## PROVIDED RECORDS
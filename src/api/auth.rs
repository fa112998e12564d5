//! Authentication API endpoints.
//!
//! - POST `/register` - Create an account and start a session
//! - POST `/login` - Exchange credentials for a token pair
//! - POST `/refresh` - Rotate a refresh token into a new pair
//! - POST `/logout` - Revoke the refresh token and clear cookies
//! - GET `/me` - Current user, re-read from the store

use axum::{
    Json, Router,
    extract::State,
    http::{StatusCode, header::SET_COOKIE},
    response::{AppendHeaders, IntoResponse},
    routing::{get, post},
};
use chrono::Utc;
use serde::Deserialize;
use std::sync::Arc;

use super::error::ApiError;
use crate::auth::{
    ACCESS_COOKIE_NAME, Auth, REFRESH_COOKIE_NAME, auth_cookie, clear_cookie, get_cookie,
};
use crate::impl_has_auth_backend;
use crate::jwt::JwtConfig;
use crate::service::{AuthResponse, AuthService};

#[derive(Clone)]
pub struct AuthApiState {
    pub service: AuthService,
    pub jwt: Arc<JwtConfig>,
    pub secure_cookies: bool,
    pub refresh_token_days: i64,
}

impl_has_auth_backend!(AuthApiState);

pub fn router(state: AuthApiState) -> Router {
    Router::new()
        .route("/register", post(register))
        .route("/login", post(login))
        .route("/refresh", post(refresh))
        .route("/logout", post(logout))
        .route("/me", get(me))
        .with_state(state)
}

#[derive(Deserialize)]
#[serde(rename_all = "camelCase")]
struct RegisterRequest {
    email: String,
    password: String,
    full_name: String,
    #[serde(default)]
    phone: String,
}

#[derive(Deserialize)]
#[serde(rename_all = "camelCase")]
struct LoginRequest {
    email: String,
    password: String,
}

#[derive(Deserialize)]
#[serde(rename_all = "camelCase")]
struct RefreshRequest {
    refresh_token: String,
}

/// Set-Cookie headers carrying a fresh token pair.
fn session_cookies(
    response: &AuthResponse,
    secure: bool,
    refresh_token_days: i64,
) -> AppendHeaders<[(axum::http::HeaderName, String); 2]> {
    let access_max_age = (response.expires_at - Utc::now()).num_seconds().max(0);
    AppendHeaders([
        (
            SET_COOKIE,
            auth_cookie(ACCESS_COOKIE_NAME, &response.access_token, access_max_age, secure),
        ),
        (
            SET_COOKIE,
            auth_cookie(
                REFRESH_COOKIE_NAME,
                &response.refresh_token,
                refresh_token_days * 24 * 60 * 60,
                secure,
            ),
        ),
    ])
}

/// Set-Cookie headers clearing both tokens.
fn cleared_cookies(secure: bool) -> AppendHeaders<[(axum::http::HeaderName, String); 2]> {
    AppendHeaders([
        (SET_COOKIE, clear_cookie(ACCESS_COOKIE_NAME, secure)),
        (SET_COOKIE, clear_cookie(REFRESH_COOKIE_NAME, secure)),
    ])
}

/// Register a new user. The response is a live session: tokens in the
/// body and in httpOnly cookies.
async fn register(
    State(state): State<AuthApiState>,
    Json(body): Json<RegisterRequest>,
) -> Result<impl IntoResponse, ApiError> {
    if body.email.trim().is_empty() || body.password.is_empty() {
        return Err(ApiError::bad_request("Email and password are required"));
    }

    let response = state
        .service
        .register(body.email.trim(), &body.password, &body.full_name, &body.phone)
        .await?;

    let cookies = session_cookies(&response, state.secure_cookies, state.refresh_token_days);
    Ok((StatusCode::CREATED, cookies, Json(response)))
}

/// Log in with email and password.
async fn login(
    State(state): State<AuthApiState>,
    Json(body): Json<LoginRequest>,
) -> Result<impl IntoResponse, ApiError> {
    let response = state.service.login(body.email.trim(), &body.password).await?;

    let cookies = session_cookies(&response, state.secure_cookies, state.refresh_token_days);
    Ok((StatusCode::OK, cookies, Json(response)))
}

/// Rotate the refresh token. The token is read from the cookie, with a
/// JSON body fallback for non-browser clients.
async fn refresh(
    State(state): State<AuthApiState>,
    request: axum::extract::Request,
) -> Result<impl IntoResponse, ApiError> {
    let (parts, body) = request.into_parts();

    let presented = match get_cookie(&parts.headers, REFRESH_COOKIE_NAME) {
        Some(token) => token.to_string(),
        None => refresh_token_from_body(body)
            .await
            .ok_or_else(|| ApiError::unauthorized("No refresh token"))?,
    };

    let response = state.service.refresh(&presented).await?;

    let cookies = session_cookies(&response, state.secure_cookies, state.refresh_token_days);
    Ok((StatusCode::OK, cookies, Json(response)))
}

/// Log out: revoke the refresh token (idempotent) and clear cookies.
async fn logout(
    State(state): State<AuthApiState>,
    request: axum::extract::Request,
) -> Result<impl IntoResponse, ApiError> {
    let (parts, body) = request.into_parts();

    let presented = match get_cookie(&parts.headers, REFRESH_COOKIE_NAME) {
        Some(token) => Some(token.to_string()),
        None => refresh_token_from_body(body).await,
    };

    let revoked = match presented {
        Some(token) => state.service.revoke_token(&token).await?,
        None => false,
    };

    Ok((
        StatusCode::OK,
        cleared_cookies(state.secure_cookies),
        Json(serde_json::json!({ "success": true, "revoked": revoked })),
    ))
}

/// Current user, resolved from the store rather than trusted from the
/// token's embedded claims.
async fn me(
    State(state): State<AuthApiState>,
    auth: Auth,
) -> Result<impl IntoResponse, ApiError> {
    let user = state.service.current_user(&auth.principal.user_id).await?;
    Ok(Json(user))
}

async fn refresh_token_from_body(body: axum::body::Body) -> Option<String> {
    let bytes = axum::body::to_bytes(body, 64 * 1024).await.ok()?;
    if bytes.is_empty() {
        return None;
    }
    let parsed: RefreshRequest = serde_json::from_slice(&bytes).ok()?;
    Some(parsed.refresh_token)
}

...

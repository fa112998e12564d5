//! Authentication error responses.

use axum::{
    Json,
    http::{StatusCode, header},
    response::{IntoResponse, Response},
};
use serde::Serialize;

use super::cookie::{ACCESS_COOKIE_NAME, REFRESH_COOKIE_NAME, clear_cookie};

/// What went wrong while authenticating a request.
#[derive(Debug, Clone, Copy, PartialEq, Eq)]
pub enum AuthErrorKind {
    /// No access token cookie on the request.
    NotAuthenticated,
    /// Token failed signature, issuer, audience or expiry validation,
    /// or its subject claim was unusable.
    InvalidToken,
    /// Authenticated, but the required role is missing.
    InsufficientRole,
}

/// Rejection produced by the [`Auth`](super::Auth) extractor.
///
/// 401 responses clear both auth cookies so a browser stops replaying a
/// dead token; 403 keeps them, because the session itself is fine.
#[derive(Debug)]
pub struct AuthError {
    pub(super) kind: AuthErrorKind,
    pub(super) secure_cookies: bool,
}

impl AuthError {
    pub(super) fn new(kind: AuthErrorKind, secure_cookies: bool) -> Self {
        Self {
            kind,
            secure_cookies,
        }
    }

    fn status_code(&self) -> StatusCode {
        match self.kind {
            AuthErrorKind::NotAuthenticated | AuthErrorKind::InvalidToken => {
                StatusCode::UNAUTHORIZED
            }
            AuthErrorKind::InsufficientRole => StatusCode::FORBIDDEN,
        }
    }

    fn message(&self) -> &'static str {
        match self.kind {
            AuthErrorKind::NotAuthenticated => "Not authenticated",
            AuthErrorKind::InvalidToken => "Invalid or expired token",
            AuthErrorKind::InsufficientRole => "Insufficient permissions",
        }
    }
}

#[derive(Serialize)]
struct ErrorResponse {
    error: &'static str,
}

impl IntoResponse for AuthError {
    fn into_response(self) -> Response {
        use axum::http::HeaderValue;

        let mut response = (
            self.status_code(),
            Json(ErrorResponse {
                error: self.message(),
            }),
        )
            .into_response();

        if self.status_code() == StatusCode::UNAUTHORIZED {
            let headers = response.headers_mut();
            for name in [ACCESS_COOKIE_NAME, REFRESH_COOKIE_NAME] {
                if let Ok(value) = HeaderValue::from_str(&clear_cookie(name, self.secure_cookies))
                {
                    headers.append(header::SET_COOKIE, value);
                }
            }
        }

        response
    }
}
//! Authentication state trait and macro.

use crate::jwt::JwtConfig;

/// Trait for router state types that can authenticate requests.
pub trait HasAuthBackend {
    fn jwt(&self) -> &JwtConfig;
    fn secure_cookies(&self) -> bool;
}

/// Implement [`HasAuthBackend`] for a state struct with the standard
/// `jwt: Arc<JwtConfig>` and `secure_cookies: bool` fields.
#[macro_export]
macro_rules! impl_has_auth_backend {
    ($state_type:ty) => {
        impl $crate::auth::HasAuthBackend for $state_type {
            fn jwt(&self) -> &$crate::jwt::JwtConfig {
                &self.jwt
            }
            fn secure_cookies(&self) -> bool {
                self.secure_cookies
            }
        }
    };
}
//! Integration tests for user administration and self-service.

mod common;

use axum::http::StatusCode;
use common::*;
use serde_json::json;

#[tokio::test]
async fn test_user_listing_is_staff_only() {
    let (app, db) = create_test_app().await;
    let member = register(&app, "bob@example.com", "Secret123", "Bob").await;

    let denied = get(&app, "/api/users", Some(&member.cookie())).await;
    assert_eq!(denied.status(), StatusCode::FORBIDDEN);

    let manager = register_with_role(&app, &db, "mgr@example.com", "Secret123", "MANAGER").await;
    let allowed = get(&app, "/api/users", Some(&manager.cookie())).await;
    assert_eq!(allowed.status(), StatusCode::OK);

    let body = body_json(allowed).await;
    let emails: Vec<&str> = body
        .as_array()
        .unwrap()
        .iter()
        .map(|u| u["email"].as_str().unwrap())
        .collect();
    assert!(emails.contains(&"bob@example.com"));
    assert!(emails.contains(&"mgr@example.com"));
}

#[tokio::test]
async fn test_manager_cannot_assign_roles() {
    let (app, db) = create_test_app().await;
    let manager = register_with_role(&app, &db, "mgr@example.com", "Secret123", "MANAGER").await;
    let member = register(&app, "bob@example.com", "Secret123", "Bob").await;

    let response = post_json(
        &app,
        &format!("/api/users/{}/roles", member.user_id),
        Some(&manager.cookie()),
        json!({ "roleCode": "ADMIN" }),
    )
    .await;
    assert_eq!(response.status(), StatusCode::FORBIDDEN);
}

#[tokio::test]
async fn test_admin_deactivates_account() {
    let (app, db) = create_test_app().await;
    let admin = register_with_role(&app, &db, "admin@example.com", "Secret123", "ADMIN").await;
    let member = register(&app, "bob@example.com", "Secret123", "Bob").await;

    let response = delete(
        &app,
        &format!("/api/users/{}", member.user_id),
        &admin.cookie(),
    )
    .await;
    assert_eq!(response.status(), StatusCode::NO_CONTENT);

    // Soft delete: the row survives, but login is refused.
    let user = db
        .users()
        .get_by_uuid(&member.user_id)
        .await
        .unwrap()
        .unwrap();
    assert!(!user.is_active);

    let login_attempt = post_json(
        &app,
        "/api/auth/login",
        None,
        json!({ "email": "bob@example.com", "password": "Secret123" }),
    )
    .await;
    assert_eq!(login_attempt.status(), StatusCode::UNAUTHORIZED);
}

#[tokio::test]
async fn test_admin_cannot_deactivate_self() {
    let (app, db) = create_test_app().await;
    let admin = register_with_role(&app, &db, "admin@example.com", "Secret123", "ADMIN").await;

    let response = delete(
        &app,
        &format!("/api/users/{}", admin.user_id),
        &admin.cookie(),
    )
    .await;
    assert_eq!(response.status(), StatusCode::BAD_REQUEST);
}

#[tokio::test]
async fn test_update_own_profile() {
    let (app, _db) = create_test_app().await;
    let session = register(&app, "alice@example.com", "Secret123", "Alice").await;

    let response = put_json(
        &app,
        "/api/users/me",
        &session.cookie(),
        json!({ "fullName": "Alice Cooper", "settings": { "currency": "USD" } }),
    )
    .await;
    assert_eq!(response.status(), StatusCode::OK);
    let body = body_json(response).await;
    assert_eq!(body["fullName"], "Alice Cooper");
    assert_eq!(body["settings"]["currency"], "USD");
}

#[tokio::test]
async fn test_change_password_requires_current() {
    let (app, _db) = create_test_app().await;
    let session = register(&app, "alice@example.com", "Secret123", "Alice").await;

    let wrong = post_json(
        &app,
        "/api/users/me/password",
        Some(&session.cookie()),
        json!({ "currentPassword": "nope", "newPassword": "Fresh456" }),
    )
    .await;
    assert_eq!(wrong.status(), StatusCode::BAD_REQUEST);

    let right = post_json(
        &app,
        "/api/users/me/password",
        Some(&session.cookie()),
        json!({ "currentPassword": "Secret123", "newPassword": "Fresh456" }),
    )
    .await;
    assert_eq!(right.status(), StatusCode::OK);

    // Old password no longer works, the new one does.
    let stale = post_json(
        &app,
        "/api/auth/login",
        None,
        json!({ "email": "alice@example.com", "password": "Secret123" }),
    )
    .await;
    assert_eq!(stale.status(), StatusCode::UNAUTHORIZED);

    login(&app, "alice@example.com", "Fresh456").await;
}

## PROBLEM DESCRIPTION
Your task is to retype the entries verbatim, starting with the line that holds "filename src/api/auth.rs" and stopping after the line that holds "a token pair".

## REPLY
filename src/api/auth.rs
repository fa112998e12564d5
//! Authentication API endpoints.
//!
//! - POST `/register` - Create an account and start a session
//! - POST `/login` - Exchange credentials for a token pair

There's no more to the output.